'''

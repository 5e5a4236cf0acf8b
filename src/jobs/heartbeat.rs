use chrono::{DateTime, FixedOffset};
use serde_json::json;

use super::{eat_now, JobError, LogSink};

const HELLO_QUERY: &str = "query { hello }";

/// Result of one heartbeat. The alive line is always written; the endpoint
/// ping is informational only.
#[derive(Debug)]
pub struct HeartbeatOutcome {
    pub line: String,
    pub ping: Result<(), JobError>,
}

pub fn heartbeat_line(at: DateTime<FixedOffset>) -> String {
    format!("{} CRM is alive", at.format("%d/%m/%Y-%H:%M:%S"))
}

/// Posts the `hello` query and checks that the endpoint answered it.
pub async fn ping(client: &reqwest::Client, url: &str) -> Result<(), JobError> {
    let body: serde_json::Value = client
        .post(url)
        .json(&json!({ "query": HELLO_QUERY }))
        .send()
        .await?
        .error_for_status()?
        .json()
        .await?;

    match body.pointer("/data/hello").and_then(|v| v.as_str()) {
        Some(_) => Ok(()),
        None => Err(JobError::Decode(format!("no hello in response: {}", body))),
    }
}

pub async fn run(
    client: &reqwest::Client,
    url: &str,
    sink: &LogSink,
) -> Result<HeartbeatOutcome, JobError> {
    let ping = ping(client, url).await;
    if let Err(e) = &ping {
        log::warn!("Heartbeat ping of {} failed: {}", url, e);
    }

    let line = heartbeat_line(eat_now());
    sink.append(&line).await?;
    log::debug!("Heartbeat written to {}", sink.path().display());

    Ok(HeartbeatOutcome { line, ping })
}

#[cfg(test)]
mod tests {
    use chrono::TimeZone;

    use super::*;
    use crate::jobs::east_africa;

    #[test]
    fn line_uses_day_first_timestamp() {
        let at = east_africa()
            .with_ymd_and_hms(2024, 3, 7, 9, 5, 1)
            .unwrap();
        assert_eq!(heartbeat_line(at), "07/03/2024-09:05:01 CRM is alive");
    }

    #[tokio::test]
    async fn unreachable_endpoint_still_logs_alive_line() {
        let dir = tempfile::tempdir().unwrap();
        let sink = LogSink::new(dir.path().join("heartbeat.txt"));
        let client = reqwest::Client::new();

        let outcome = run(&client, "http://127.0.0.1:9/graphql", &sink)
            .await
            .expect("heartbeat should not fail on a dead endpoint");

        assert!(outcome.ping.is_err());
        assert!(outcome.line.ends_with(" CRM is alive"));
        let contents = std::fs::read_to_string(sink.path()).unwrap();
        assert_eq!(contents, format!("{}\n", outcome.line));
    }
}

'''

Count every line of the material that holds the string "await", then give the total alone.

5